The doorbell sung. Turning the knob on the stove, I set it on high then raced for the front door. My grandmothers arrived early to ensure dinner got made.
I tugged open the door and shouted an enthusiastic hello. “Hey Gram—”
The grin froze on my face.
Detective Roget leaned against the door frame, looking me up and down. “I hear you have questions for me.”
Everyone in this town, except for the murderer, had a hard time keeping secrets. I stood in the middle of the threshold. “I don’t have anything to say to you. I went to the police station to verify something Karen England said.”
“Is that so?” He pulled out a small notebook from the pocket of his jacket. “I bet I’m right to assume this has something to do with a certain case I’ve asked…” He held up his index finger. “Let me correct that, told you, to stay out of.”
“I am staying out of it. The reporter came to me and made some allegations about Marilyn. I decided I should check into what she said.”
“And what would those allegations be?”
I rolled my eyes. “I’m sure you know because you helped plant them into her story.”
“You think well of me don’t you?” His sarcasm came through loud and clear.
Sizzles popped in the background. I groaned and ran into the kitchen. The water started boiling. Hard. Grabbing a potholder, I removed the lid to calm the hot bubbling liquid. I blew on the roiling water. For some reason I always thought it sped up the cooling process.
Praying I didn’t burn myself, I dumped in the box of macaroni then took the cheese from the refrigerator.
“I guess I don’t need to call the fire department.”
I spun around. Detective Roget, cell phone in hand, stood in the kitchen and glanced around the area. The open floor plan allowed him a look at my living and dining room. The dining room I had converted into a craft area was messy and disorganized.
“The water just boiled over,” I said.
“You shouldn’t leave unattended items cooking.”
Viciously, I grated the mild cheddar cheese into a bowl. “I thought my grandmothers were at the door. Not you. You were the one who asked questions and distracted me.”
“You were the one who came by the police station and played amateur sleuth.”

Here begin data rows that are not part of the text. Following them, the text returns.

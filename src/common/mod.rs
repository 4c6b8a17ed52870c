use std::result;

pub type Result<T, E = String> = result::Result<T, E>;

/// Operators applied to expressions
#[derive(Debug, Copy, Clone, PartialEq, Eq, PartialOrd, Hash)]
pub enum Operator {
    /// Expressions are equal
    Eq,
    /// Expressions are not equal
    NotEq,
    /// Left side is smaller than right side
    Lt,
    /// Left side is smaller or equal to right side
    LtEq,
    /// Left side is greater than right side
    Gt,
    /// Left side is greater or equal to right side
    GtEq,
    /// Addition
    Plus,
    /// Subtraction
    Minus,
    /// Multiplication operator, like `*`
    Multiply,
    /// Division operator, like `/`
    Divide,
    /// Remainder operator, like `%`
    Modulo,
    /// Logical AND, like `&&`
    And,
    /// Logical OR, like `||`
    Or,
}

impl Operator {
    pub fn sql_operator(&self) -> &'static str {
        match self {
            Operator::Eq => "=",
            Operator::NotEq => "!=",
            Operator::Lt => "<",
            Operator::LtEq => "<=",
            Operator::Gt => ">",
            Operator::GtEq => ">=",
            Operator::Plus => "+",
            Operator::Minus => "-",
            Operator::Multiply => "*",
            Operator::Divide => "/",
            Operator::Modulo => "%",
            Operator::And => "and",
            Operator::Or => "or",
        }
    }
}
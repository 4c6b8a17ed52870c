use std::sync::Arc;
use log::{debug, trace};
use crate::Result;
use crate::analysis::check::check_analysis;
use crate::analysis::grouping::ResolveGroupingAnalytics;
use crate::analysis::rule::*;
use crate::analysis::type_coercion::type_coercion_rules;
use crate::analysis::window::ExtractWindowExpressions;
use crate::catalog::Catalog;
use crate::logical_plan::LogicalPlan;

/// String equality used for every name comparison in the analyzer.
pub type Resolver = fn(&str, &str) -> bool;

pub fn case_sensitive_resolution(a: &str, b: &str) -> bool {
    a == b
}

pub fn case_insensitive_resolution(a: &str, b: &str) -> bool {
    a.eq_ignore_ascii_case(b)
}

#[derive(Clone, Copy, Debug)]
pub struct AnalyzerConfig {
    pub case_sensitive: bool,
    pub max_iterations: usize,
}

impl Default for AnalyzerConfig {
    fn default() -> Self {
        Self { case_sensitive: false, max_iterations: 100 }
    }
}

impl AnalyzerConfig {
    pub fn resolver(&self) -> Resolver {
        if self.case_sensitive {
            case_sensitive_resolution
        } else {
            case_insensitive_resolution
        }
    }
}

/// How a batch of rules runs: a single pass, or repeated passes until the
/// plan stops changing (bounded by `max_iterations`).
#[derive(Clone, Copy, Debug, PartialEq, Eq)]
pub enum Strategy {
    Once,
    FixedPoint,
}

pub struct Batch {
    pub name: &'static str,
    pub strategy: Strategy,
    pub rules: Vec<Arc<dyn AnalyzerRule>>,
}

impl Batch {
    pub fn new(name: &'static str, strategy: Strategy, rules: Vec<Arc<dyn AnalyzerRule>>) -> Self {
        Self { name, strategy, rules }
    }
}

/// Turns parsed-but-unresolved logical plans into resolved ones by running
/// rule batches to fixed point, then checking the result.
pub struct Analyzer {
    catalog: Arc<dyn Catalog>,
    config: AnalyzerConfig,
    /// Appended to the Resolution batch; the injection point for callers that
    /// bring their own rules.
    pub extended_resolution_rules: Vec<Arc<dyn AnalyzerRule>>,
}
use crate::Result;
use crate::expr::Expr;
use crate::logical_plan::*;
use crate::tree_node::{Transformed, TreeNode, TreeNodeContainer, TreeNodeRecursion};

impl TreeNode for LogicalPlan {
    fn apply_children<'n, F: FnMut(&'n Self) -> Result<TreeNodeRecursion>>(
        &'n self,
        mut f: F,
    ) -> Result<TreeNodeRecursion> {
        for x in self.children() {
            if f(x)? == TreeNodeRecursion::Stop {
                return Ok(TreeNodeRecursion::Stop);
            }
        }
        Ok(TreeNodeRecursion::Continue)
    }

    fn map_children<F: FnMut(Self) -> Result<Transformed<Self>>>(
        self,
        mut f: F,
    ) -> Result<Transformed<Self>> {
        Ok(match self {
            LogicalPlan::UnresolvedRelation(_)
             | LogicalPlan::LocalRelation(_)
             | LogicalPlan::OneRowRelation => Transformed::no(self),
            LogicalPlan::SubqueryAlias(SubqueryAlias { identifier, child }) =>
                child.map_elements(f)?
                    .update_data(|child| LogicalPlan::SubqueryAlias(SubqueryAlias { identifier, child })),
            LogicalPlan::Project(Project { project_list, child }) =>
                child.map_elements(f)?
                    .update_data(|child| LogicalPlan::Project(Project { project_list, child })),
            LogicalPlan::Filter(Filter { condition, child }) =>
                child.map_elements(f)?
                    .update_data(|child| LogicalPlan::Filter(Filter { condition, child })),
            LogicalPlan::Sort(Sort { order, child }) =>
                child.map_elements(f)?
                    .update_data(|child| LogicalPlan::Sort(Sort { order, child })),
            LogicalPlan::Aggregate(Aggregate { grouping_exprs, aggregate_exprs, child }) =>
                child.map_elements(f)?
                    .update_data(|child| LogicalPlan::Aggregate(Aggregate { grouping_exprs, aggregate_exprs, child })),
            LogicalPlan::Join(Join { left, right, join_type, condition }) =>
                (left, right).map_elements(&mut f)?
                    .update_data(|(left, right)| LogicalPlan::Join(Join { left, right, join_type, condition })),
            LogicalPlan::Generate(Generate { generator, join, outer, qualifier, generator_output, child }) =>
                child.map_elements(f)?
                    .update_data(|child| LogicalPlan::Generate(Generate { generator, join, outer, qualifier, generator_output, child })),
            LogicalPlan::Window(Window { project_list, window_exprs, spec, child }) =>
                child.map_elements(f)?
                    .update_data(|child| LogicalPlan::Window(Window { project_list, window_exprs, spec, child })),
            LogicalPlan::Expand(Expand { bitmasks, group_by_attrs, gid, child }) =>
                child.map_elements(f)?
                    .update_data(|child| LogicalPlan::Expand(Expand { bitmasks, group_by_attrs, gid, child })),
            LogicalPlan::With(With { child, cte_relations }) =>
                child.map_elements(f)?
                    .update_data(|child| LogicalPlan::With(With { child, cte_relations })),
            LogicalPlan::WithWindowDefinition(WithWindowDefinition { window_definitions, child }) =>
                child.map_elements(f)?
                    .update_data(|child| LogicalPlan::WithWindowDefinition(WithWindowDefinition { window_definitions, child })),
            LogicalPlan::InsertIntoTable(InsertIntoTable { table, child, overwrite }) =>
                child.map_elements(f)?
                    .update_data(|child| LogicalPlan::InsertIntoTable(InsertIntoTable { table, child, overwrite })),
            LogicalPlan::Cube(Cube { group_by_exprs, aggregations, child }) =>
                child.map_elements(f)?
                    .update_data(|child| LogicalPlan::Cube(Cube { group_by_exprs, aggregations, child })),
            LogicalPlan::Rollup(Rollup { group_by_exprs, aggregations, child }) =>
                child.map_elements(f)?
                    .update_data(|child| LogicalPlan::Rollup(Rollup { group_by_exprs, aggregations, child })),
            LogicalPlan::GroupingSets(GroupingSets { bitmasks, group_by_exprs, aggregations, child }) =>
                child.map_elements(f)?
                    .update_data(|child| LogicalPlan::GroupingSets(GroupingSets { bitmasks, group_by_exprs, aggregations, child })),
            LogicalPlan::ScriptTransformation(ScriptTransformation { input, script, output, child }) =>
                child.map_elements(f)?
                    .update_data(|child| LogicalPlan::ScriptTransformation(ScriptTransformation { input, script, output, child })),
        })
    }
}

impl LogicalPlan {
    /// Rewrites all expressions in the current `LogicalPlan` node using `f`.
    ///
    /// # Notes
    /// * Similar to [`TreeNode::map_children`] but for this node's expressions.
    /// * Visits only the top level expressions (does not recurse into each expression)
    pub fn map_expressions<F: FnMut(Expr) -> Result<Transformed<Expr>>>(
        self,
        mut f: F,
    ) -> Result<Transformed<Self>> {
        match self {
            LogicalPlan::UnresolvedRelation(_)
             | LogicalPlan::LocalRelation(_)
             | LogicalPlan::OneRowRelation
             | LogicalPlan::SubqueryAlias(_)
             | LogicalPlan::With(_)
             | LogicalPlan::WithWindowDefinition(_)
             | LogicalPlan::InsertIntoTable(_)
             | LogicalPlan::Expand(_) =>
                Ok(Transformed::no(self)),
            LogicalPlan::Project(Project { project_list, child }) =>
                Ok(project_list.map_elements(f)?
                    .update_data(|project_list| LogicalPlan::Project(Project { project_list, child }))),
            LogicalPlan::Filter(Filter { condition, child }) =>
                Ok(f(condition)?
                    .update_data(|condition| LogicalPlan::Filter(Filter { condition, child }))),
            LogicalPlan::Sort(Sort { order, child }) =>
                Ok(order.map_elements(f)?
                    .update_data(|order| LogicalPlan::Sort(Sort { order, child }))),
            LogicalPlan::Aggregate(Aggregate { grouping_exprs, aggregate_exprs, child }) =>
                Ok((grouping_exprs, aggregate_exprs).map_elements(f)?
                    .update_data(|(grouping_exprs, aggregate_exprs)|
                        LogicalPlan::Aggregate(Aggregate { grouping_exprs, aggregate_exprs, child }))),
            LogicalPlan::Join(Join { left, right, join_type, condition }) =>
                Ok(condition.map_elements(f)?
                    .update_data(|condition| LogicalPlan::Join(Join { left, right, join_type, condition }))),
            LogicalPlan::Generate(Generate { generator, join, outer, qualifier, generator_output, child }) =>
                Ok((generator, generator_output).map_elements(f)?
                    .update_data(|(generator, generator_output)|
                        LogicalPlan::Generate(Generate { generator, join, outer, qualifier, generator_output, child }))),
            LogicalPlan::Window(Window { project_list, window_exprs, spec, child }) =>
                Ok(window_exprs.map_elements(f)?
                    .update_data(|window_exprs| LogicalPlan::Window(Window { project_list, window_exprs, spec, child }))),
            LogicalPlan::Cube(Cube { group_by_exprs, aggregations, child }) =>
                Ok((group_by_exprs, aggregations).map_elements(f)?
                    .update_data(|(group_by_exprs, aggregations)|
                        LogicalPlan::Cube(Cube { group_by_exprs, aggregations, child }))),
            LogicalPlan::Rollup(Rollup { group_by_exprs, aggregations, child }) =>
                Ok((group_by_exprs, aggregations).map_elements(f)?
                    .update_data(|(group_by_exprs, aggregations)|
                        LogicalPlan::Rollup(Rollup { group_by_exprs, aggregations, child }))),
            LogicalPlan::GroupingSets(GroupingSets { bitmasks, group_by_exprs, aggregations, child }) =>
                Ok((group_by_exprs, aggregations).map_elements(f)?
                    .update_data(|(group_by_exprs, aggregations)|
                        LogicalPlan::GroupingSets(GroupingSets { bitmasks, group_by_exprs, aggregations, child }))),
            LogicalPlan::ScriptTransformation(ScriptTransformation { input, script, output, child }) =>
                Ok(input.map_elements(f)?
                    .update_data(|input| LogicalPlan::ScriptTransformation(ScriptTransformation { input, script, output, child }))),
        }
    }

    pub fn transform_up_expressions<F: FnMut(Expr) -> Result<Transformed<Expr>> + Copy>(
        self,
        f: F,
    ) -> Result<Transformed<Self>> {
        self.transform_up(|plan| plan.map_expressions(|expr| expr.transform_up(f)))
    }
}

I almost dropped the cheddar. I placed the remainder of the block down then went to refrigerator. I yanked open the door and gazed inside, stalling until I had a good response. Or at least until Roget forgot what he said.
He let out a long-suffering sigh. “Does it occur to you, Miss Hunter, that I’m quite capable at doing my job? People read way too many books where the damsel in distress solves the case and the day.”
I slammed the door and turned around. “I’m not in distress. And how would I know how capable you are when you arrested the wrong person? You jumped to the first conclusion you could. If what I said can be used against my friend, then why can’t what I’ve learned help her get out of jail?”
“Because this isn’t Monopoly. There isn’t some kind of get out of jail card up for bartering.”
“I’m not bartering. I want you to see the truth. Sometimes the truth isn’t just what you hear. It’s about what you don’t.” I stirred the pasta.
“Now I get you.” The low tone rumbled from Detective Roget. He rested a hand on my shoulder, kneading the muscle with gentle fingers. “Listen, Faith, you’re not to blame for your friend getting arrested. My case is based on a lot more evidence. Evidence you don’t know about.”
The relaxing touch lulled the anger I had at him. But I couldn’t allow it to continue. Stepping away, I tilted my head and looked at his face. His rugged features softened and compassion lurked in his green eyes.
“I can’t mention specifics. But I will let you know Marilyn was seen talking to Michael before—”
“He was murdered. I read that. How do you know that person isn’t lying? Maybe Annette Holland made it up so you wouldn’t suspect her. Why wouldn’t a murderer lie?”
“The person I talked with is very reliable. Even you’d agree. You have to realize I’m not the bad guy here.” He walked to the front door and paused with his hand on the knob. “And for the record, I’m available.”